The point of diversity visas is to sweep away any remaining physical and emotional distance between Americans and all the exotic primitive people of the world who have so much to teach us about life’s higher values. We are, after all, a superior race and one of unparalleled arrogance — god-like in the ability to overcome the conflict and violence that have always been suffered by others who tried the same thing, albeit on a more modest scale.
We claim this superiority in the face of thousands of years of history that proved these kinds of mergers to be unwise — up to the recent slaughters between Russians and the Chechyans, Tutus and Hutus, Israelis, and Palestinians.
Yes, but Americans will write another history, the diversity crowd advises — one in which our moral superiority will prevail over any bred in the bones proclivities to care first for ourselves, then for family and nation. And never mind that Borneo natives and Maldurese never did mix well when competing for turf in their respective homelands. We blithely assume that, once in America, hundreds of cultural groups will rise above battling for ascendancy and will become part of that great global village that Hillary is always talking about.
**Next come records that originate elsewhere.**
use serde::{Deserialize, Serialize};
use std::path::{Path, PathBuf};

use crate::batch::BatchConfig;
use crate::catalog::SpotifyConfig;
use crate::fetcher::FetcherConfig;
use crate::normalizer::{LoudnessTarget, NormalizerConfig};
use crate::organizer::OrganizerConfig;
use crate::pipeline::TimeoutConfig;
use crate::searcher::SearchConfig;
use crate::track::{OutputFormat, SortKey};

/// Root configuration. Every section is optional.
#[derive(Debug, Clone, Default, Deserialize, Serialize)]
pub struct Config {
    #[serde(default)]
    pub output: OutputConfig,
    #[serde(default)]
    pub batch: BatchConfig,
    #[serde(default)]
    pub cache: CacheConfig,
    #[serde(default)]
    pub spotify: SpotifyConfig,
    #[serde(default)]
    pub search: SearchConfig,
    #[serde(default)]
    pub fetcher: FetcherConfig,
    #[serde(default)]
    pub normalizer: NormalizerConfig,
    #[serde(default)]
    pub loudness: LoudnessTarget,
    #[serde(default)]
    pub timeouts: TimeoutConfig,
    #[serde(default)]
    pub organizer: OrganizerConfig,
}

impl Config {
    /// Replaces a leading `~` in every configured path with the home directory.
    pub fn expand_paths(&mut self) {
        expand_in_place(&mut self.output.dir);
        expand_in_place(&mut self.cache.path);
        expand_in_place(&mut self.search.ytdlp_path);
        expand_in_place(&mut self.fetcher.ytdlp_path);
        expand_in_place(&mut self.normalizer.ffmpeg_path);
    }
}

/// Where and how finished files are written.
#[derive(Debug, Clone, Deserialize, Serialize)]
pub struct OutputConfig {
    /// Library root.
    #[serde(default = "default_output_dir")]
    pub dir: PathBuf,
    #[serde(default)]
    pub format: OutputFormat,
    #[serde(default)]
    pub sort_key: SortKey,
}

impl Default for OutputConfig {
    fn default() -> Self {
        Self {
            dir: default_output_dir(),
            format: OutputFormat::default(),
            sort_key: SortKey::default(),
        }
    }
}

fn default_output_dir() -> PathBuf {
    dirs::audio_dir()
        .or_else(|| dirs::home_dir().map(|h| h.join("Music")))
        .unwrap_or_else(|| PathBuf::from("."))
        .join("steep")
}

/// Lookup cache location.
#[derive(Debug, Clone, Deserialize, Serialize)]
pub struct CacheConfig {
    #[serde(default = "default_cache_path")]
    pub path: PathBuf,
}

impl Default for CacheConfig {
    fn default() -> Self {
        Self {
            path: default_cache_path(),
        }
    }
}

fn default_cache_path() -> PathBuf {
    dirs::cache_dir()
        .unwrap_or_else(|| PathBuf::from(".cache"))
        .join("steep")
        .join("search_cache.json")
}

/// Expands a leading `~` component.
pub fn expand_tilde(path: &Path) -> PathBuf {
    match path.strip_prefix("~") {
        Ok(rest) => match dirs::home_dir() {
            Some(home) => home.join(rest),
            None => path.to_path_buf(),
        },
        Err(_) => path.to_path_buf(),
    }
}

fn expand_in_place(path: &mut PathBuf) {
    *path = expand_tilde(path);
}

#[cfg(test)]
mod tests {
    use super::*;

    #[test]
    fn test_empty_document_uses_defaults() {
        let config: Config = toml::from_str("").unwrap();
        assert_eq!(config.output.format, OutputFormat::Mp3);
        assert_eq!(config.output.sort_key, SortKey::Artist);
        assert!(config.output.dir.ends_with("steep"));
        assert!(config.cache.path.ends_with("search_cache.json"));
        assert_eq!(config.batch.max_concurrent_tracks, 0);
        assert_eq!(config.loudness, LoudnessTarget::default());
        assert_eq!(config.timeouts, TimeoutConfig::default());
        assert!(!config.spotify.has_credentials());
    }

    #[test]
    fn test_deserialize_sections() {
        let toml = r#"
[output]
dir = "/music"
format = "flac"
sort_key = "genre"

[batch]
max_concurrent_tracks = 3

[cache]
path = "/tmp/cache.json"

[spotify]
client_id = "id"
client_secret = "secret"

[normalizer]
mp3_bitrate_kbps = 256

[loudness]
integrated_lufs = -16.0

[timeouts]
fetch_secs = 900
"#;
        let config: Config = toml::from_str(toml).unwrap();
        assert_eq!(config.output.dir, PathBuf::from("/music"));
        assert_eq!(config.output.format, OutputFormat::Flac);
        assert_eq!(config.output.sort_key, SortKey::Genre);
        assert_eq!(config.batch.max_concurrent_tracks, 3);
        assert_eq!(config.cache.path, PathBuf::from("/tmp/cache.json"));
        assert!(config.spotify.has_credentials());
        assert_eq!(config.normalizer.mp3_bitrate_kbps, 256);
        assert_eq!(config.loudness.integrated_lufs, -16.0);
        assert_eq!(config.loudness.true_peak_db, -1.5);
        assert_eq!(config.timeouts.fetch_secs, 900);
        assert_eq!(config.timeouts.search_secs, TimeoutConfig::default().search_secs);
    }

    #[test]
    fn test_unknown_format_fails() {
        let result: Result<Config, _> = toml::from_str("[output]\nformat = \"ogg\"\n");
        assert!(result.is_err());
    }

    #[test]
    fn test_serialized_config_hides_secret() {
        let mut config = Config::default();
        config.spotify.client_id = Some("id".to_string());
        config.spotify.client_secret = Some("hunter2".to_string());

        let rendered = toml::to_string(&config).unwrap();
        assert!(rendered.contains("client_id"));
        assert!(!rendered.contains("hunter2"));
    }

    #[test]
    fn test_expand_tilde() {
        let home = dirs::home_dir().unwrap();
        assert_eq!(expand_tilde(Path::new("~/Music")), home.join("Music"));
        assert_eq!(expand_tilde(Path::new("/abs/~/x")), PathBuf::from("/abs/~/x"));
        assert_eq!(expand_tilde(Path::new("rel")), PathBuf::from("rel"));
    }
}
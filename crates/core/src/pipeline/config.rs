//! Configuration for the track pipeline.

use serde::{Deserialize, Serialize};
use std::path::PathBuf;
use std::time::Duration;

use crate::normalizer::LoudnessTarget;
use crate::organizer::OrganizerConfig;
use crate::track::{OutputFormat, SortKey};

/// Per-call timeouts, in seconds.
#[derive(Debug, Clone, Serialize, Deserialize, PartialEq, Eq)]
pub struct TimeoutConfig {
    /// Playlist query (batch-fatal when exceeded).
    #[serde(default = "default_catalog_secs")]
    pub catalog_secs: u64,
    /// One source search.
    #[serde(default = "default_search_secs")]
    pub search_secs: u64,
    /// One fetch.
    #[serde(default = "default_fetch_secs")]
    pub fetch_secs: u64,
    /// One normalization.
    #[serde(default = "default_normalize_secs")]
    pub normalize_secs: u64,
    /// Writing tags.
    #[serde(default = "default_tag_secs")]
    pub tag_secs: u64,
    /// One artist genre lookup.
    #[serde(default = "default_genre_secs")]
    pub genre_secs: u64,
}

fn default_catalog_secs() -> u64 {
    120
}

fn default_search_secs() -> u64 {
    60
}

fn default_fetch_secs() -> u64 {
    600
}

fn default_normalize_secs() -> u64 {
    600
}

fn default_tag_secs() -> u64 {
    30
}

fn default_genre_secs() -> u64 {
    20
}

impl Default for TimeoutConfig {
    fn default() -> Self {
        Self {
            catalog_secs: default_catalog_secs(),
            search_secs: default_search_secs(),
            fetch_secs: default_fetch_secs(),
            normalize_secs: default_normalize_secs(),
            tag_secs: default_tag_secs(),
            genre_secs: default_genre_secs(),
        }
    }
}

impl TimeoutConfig {
    pub fn catalog(&self) -> Duration {
        Duration::from_secs(self.catalog_secs)
    }

    pub fn search(&self) -> Duration {
        Duration::from_secs(self.search_secs)
    }

    pub fn fetch(&self) -> Duration {
        Duration::from_secs(self.fetch_secs)
    }

    pub fn normalize(&self) -> Duration {
        Duration::from_secs(self.normalize_secs)
    }

    pub fn tag(&self) -> Duration {
        Duration::from_secs(self.tag_secs)
    }

    pub fn genre(&self) -> Duration {
        Duration::from_secs(self.genre_secs)
    }

    /// Names of fields set to zero.
    pub fn zero_fields(&self) -> Vec<&'static str> {
        [
            ("catalog_secs", self.catalog_secs),
            ("search_secs", self.search_secs),
            ("fetch_secs", self.fetch_secs),
            ("normalize_secs", self.normalize_secs),
            ("tag_secs", self.tag_secs),
            ("genre_secs", self.genre_secs),
        ]
        .into_iter()
        .filter(|(_, v)| *v == 0)
        .map(|(name, _)| name)
        .collect()
    }
}

/// Settings for one pipeline instance.
#[derive(Debug, Clone)]
pub struct PipelineConfig {
    pub output_dir: PathBuf,
    pub format: OutputFormat,
    pub sort_key: SortKey,
    pub target: LoudnessTarget,
    pub timeouts: TimeoutConfig,
    pub organizer: OrganizerConfig,
}

impl PipelineConfig {
    /// Config with default target, timeouts and organizer settings.
    pub fn new(output_dir: impl Into<PathBuf>, format: OutputFormat, sort_key: SortKey) -> Self {
        Self {
            output_dir: output_dir.into(),
            format,
            sort_key,
            target: LoudnessTarget::default(),
            timeouts: TimeoutConfig::default(),
            organizer: OrganizerConfig::default(),
        }
    }

    /// Sets the timeouts.
    pub fn with_timeouts(mut self, timeouts: TimeoutConfig) -> Self {
        self.timeouts = timeouts;
        self
    }

    /// Sets the loudness target.
    pub fn with_target(mut self, target: LoudnessTarget) -> Self {
        self.target = target;
        self
    }
}

#[cfg(test)]
mod tests {
    use super::*;

    #[test]
    fn test_default_timeouts() {
        let timeouts = TimeoutConfig::default();
        assert_eq!(timeouts.fetch(), Duration::from_secs(600));
        assert!(timeouts.zero_fields().is_empty());
    }

    #[test]
    fn test_zero_fields() {
        let timeouts = TimeoutConfig {
            search_secs: 0,
            tag_secs: 0,
            ..Default::default()
        };
        assert_eq!(timeouts.zero_fields(), vec!["search_secs", "tag_secs"]);
    }
}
But don’t count on there being such a village quite yet. Beware of axes and protect your head with a bicycle helmet whenever you walk among the wild men of Borneo who could be setting up shop in South Central Los Angeles, along with their poles.
But the essential point of the refugee project and the visa lottery is for the U.S. to expand its “world class” people collection. These two programs carry an underlying message, that Americans have advanced way beyond other human beings — are no longer territorial and have overcome any tribal antipathies.
We are then, in effect, not simply exceptional, but are, indeed, superior beings. But if ever there was a truly “racist” position, this is it.
1. Barnett, Don, (May 2011), Refugee Resettlement: A System Badly in Need of Review, Center for Immigration Studies.